▶ [Description of the task]:
Which lines in the records below contain the word "Classification"? Return each of them.

▶ [Collected data entries]:
*** Begin section ***

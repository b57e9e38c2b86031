//! Per-request strategy execution.
//!
//! Every intercepted request gets an answer:
//! - sale submissions go to the network, and into the outbox when it is unreachable
//! - API data is fetched network-first with the runtime-data region as fallback
//! - everything else is served cache-first from the shell region and refreshed
//!   in the background
//!
//! Cache write failures are logged and never fail the request.

use serde_json::Value;
use std::sync::{Arc, Mutex};
use tokio::task::JoinSet;
use tracing::{debug, error, info, warn, Instrument};

use crate::cache::{CacheStore, RegionKind};
use crate::error::{FetchError, InterceptError};
use crate::event::{Signal, SignalSender};
use crate::net::{Network, Request, ResponseSnapshot};
use crate::outbox::Outbox;
use crate::router::{Classification, StrategyRouter};

/// Where a response came from
#[derive(Debug, Clone, Copy, PartialEq, Eq)]
pub enum ResponseSource {
  Network,
  /// Served from a cache region
  Cache,
  /// Sale accepted into the outbox
  Outbox,
  /// Offline error body, nothing else could answer
  Offline,
}

impl ResponseSource {
  pub const fn as_str(&self) -> &'static str {
    match self {
      Self::Network => "network",
      Self::Cache => "cache",
      Self::Outbox => "outbox",
      Self::Offline => "offline",
    }
  }
}

#[derive(Debug, Clone)]
pub struct Outcome {
  pub response: ResponseSnapshot,
  pub source: ResponseSource,
}

impl Outcome {
  fn new(response: ResponseSnapshot, source: ResponseSource) -> Self {
    Self { response, source }
  }

  fn offline() -> Self {
    Self::new(ResponseSnapshot::offline_error(), ResponseSource::Offline)
  }
}

pub struct Interceptor {
  router: StrategyRouter,
  cache: Arc<CacheStore>,
  outbox: Arc<Outbox>,
  network: Arc<dyn Network>,
  signals: SignalSender,
  refreshes: Mutex<JoinSet<()>>,
}

impl Interceptor {
  pub fn new(
    router: StrategyRouter,
    cache: Arc<CacheStore>,
    outbox: Arc<Outbox>,
    network: Arc<dyn Network>,
    signals: SignalSender,
  ) -> Self {
    Self {
      router,
      cache,
      outbox,
      network,
      signals,
      refreshes: Mutex::new(JoinSet::new()),
    }
  }

  /// Produce a response for an intercepted request.
  pub async fn handle(&self, request: Request) -> Result<Outcome, InterceptError> {
    if !request.has_network_scheme() {
      // Never cached: forward once and report the answer as-is.
      return Ok(Outcome::new(
        self.network.fetch(&request).await?,
        ResponseSource::Network,
      ));
    }

    let class = self.router.classify(&request.url);
    let span = tracing::debug_span!(
      "intercept",
      method = %request.method,
      url = %request.url,
      class = %class
    );

    async move {
      match class {
        Classification::SaleSubmit => self.submit_sale(request).await,
        Classification::ApiData => Ok(self.network_first(request).await),
        Classification::StaticAsset => Ok(self.cache_first(request).await),
      }
    }
    .instrument(span)
    .await
  }

  /// Network only; a sale that can't reach the server is queued in the outbox.
  async fn submit_sale(&self, request: Request) -> Result<Outcome, InterceptError> {
    let network_error = match self.network.fetch(&request).await {
      Ok(response) => {
        if response.is_success() {
          self.signal(Signal::SaleAccepted);
        } else {
          // The server was reached and said no; never retried.
          debug!(status = response.status, "Sale rejected by server");
        }
        return Ok(Outcome::new(response, ResponseSource::Network));
      }
      Err(e) if !e.is_unreachable() => {
        // The server saw the sale; queueing it would replay it a second time.
        warn!("Sale reached the server but its answer was lost: {}", e);
        return Err(e.into());
      }
      Err(e) => e,
    };

    self.signal(Signal::Reachability(false));

    let payload: Value = match serde_json::from_slice(&request.body) {
      Ok(payload) => payload,
      Err(e) => {
        warn!("Sale body is not JSON, cannot queue it offline: {}", e);
        return Err(InterceptError::MalformedPayload {
          network: network_error,
          reason: e.to_string(),
        });
      }
    };

    let record = self.outbox.enqueue(&payload).map_err(|e| {
      error!("Failed to store sale offline: {}", e);
      InterceptError::OutboxWrite(e.to_string())
    })?;

    info!(id = record.id, "Sale stored offline: {}", network_error);
    Ok(Outcome::new(
      ResponseSnapshot::offline_accepted(),
      ResponseSource::Outbox,
    ))
  }

  /// Network first, falling back to the runtime-data region.
  async fn network_first(&self, request: Request) -> Outcome {
    match self.network.fetch(&request).await {
      Ok(response) => {
        self.store(RegionKind::RuntimeData, &request, &response);
        Outcome::new(response, ResponseSource::Network)
      }
      Err(e) => {
        debug!("Network failed, trying cache: {}", e);
        self.report_unreachable(&e);
        match self.lookup(RegionKind::RuntimeData, &request) {
          Some(cached) => Outcome::new(cached, ResponseSource::Cache),
          None => Outcome::offline(),
        }
      }
    }
  }

  /// Shell region first; a hit is refreshed in the background.
  async fn cache_first(&self, request: Request) -> Outcome {
    if let Some(cached) = self.lookup(RegionKind::Shell, &request) {
      self.spawn_refresh(request);
      return Outcome::new(cached, ResponseSource::Cache);
    }

    match self.network.fetch(&request).await {
      Ok(response) => {
        self.store(RegionKind::Shell, &request, &response);
        Outcome::new(response, ResponseSource::Network)
      }
      Err(e) => {
        debug!("Fetch failed: {}", e);
        self.report_unreachable(&e);
        Outcome::offline()
      }
    }
  }

  fn spawn_refresh(&self, request: Request) {
    let cache = Arc::clone(&self.cache);
    let network = Arc::clone(&self.network);

    let task = async move {
      match refresh(&*network, &cache, &request).await {
        Ok(()) => debug!("Refreshed {}", request.url),
        Err(e) => debug!("Background refresh failed: {}", e),
      }
    }
    .in_current_span();

    match self.refreshes.lock() {
      Ok(mut set) => {
        while set.try_join_next().is_some() {}
        set.spawn(task);
      }
      Err(e) => warn!("Skipping background refresh: {}", e),
    }
  }

  /// Wait for in-flight background refreshes.
  pub async fn wait_for_refreshes(&self) {
    let mut set = match self.refreshes.lock() {
      Ok(mut set) => std::mem::take(&mut *set),
      Err(_) => return,
    };
    while set.join_next().await.is_some() {}
  }

  fn lookup(&self, kind: RegionKind, request: &Request) -> Option<ResponseSnapshot> {
    match self.cache.lookup(kind, request) {
      Ok(Some(cached)) => {
        debug!(region = %kind, stored_at = %cached.stored_at, "Cache hit");
        Some(cached.response)
      }
      Ok(None) => None,
      Err(e) => {
        warn!("Cache lookup failed: {}", e);
        None
      }
    }
  }

  fn store(&self, kind: RegionKind, request: &Request, response: &ResponseSnapshot) {
    match self.cache.put(kind, request, response) {
      Ok(Ok(())) => {}
      Ok(Err(skip)) => debug!(?skip, status = response.status, "Not cached"),
      Err(e) => warn!("Cache write failed: {}", e),
    }
  }

  fn report_unreachable(&self, error: &FetchError) {
    if error.is_unreachable() {
      self.signal(Signal::Reachability(false));
    }
  }

  fn signal(&self, signal: Signal) {
    // The controller is gone only during shutdown.
    let _ = self.signals.send(signal);
  }
}

/// Fetch a fresh copy into the shell region. A failure leaves the old entry in place.
async fn refresh(
  network: &dyn Network,
  cache: &CacheStore,
  request: &Request,
) -> Result<(), String> {
  let response = network
    .fetch(request)
    .await
    .map_err(|e: FetchError| e.to_string())?;
  match cache.put(RegionKind::Shell, request, &response) {
    Ok(_) => Ok(()),
    Err(e) => Err(e.to_string()),
  }
}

*** End section ***

▶ [Task output]:
use crate::router::{Classification, StrategyRouter};
        Classification::SaleSubmit => self.submit_sale(request).await,
        Classification::ApiData => Ok(self.network_first(request).await),
        Classification::StaticAsset => Ok(self.cache_first(request).await),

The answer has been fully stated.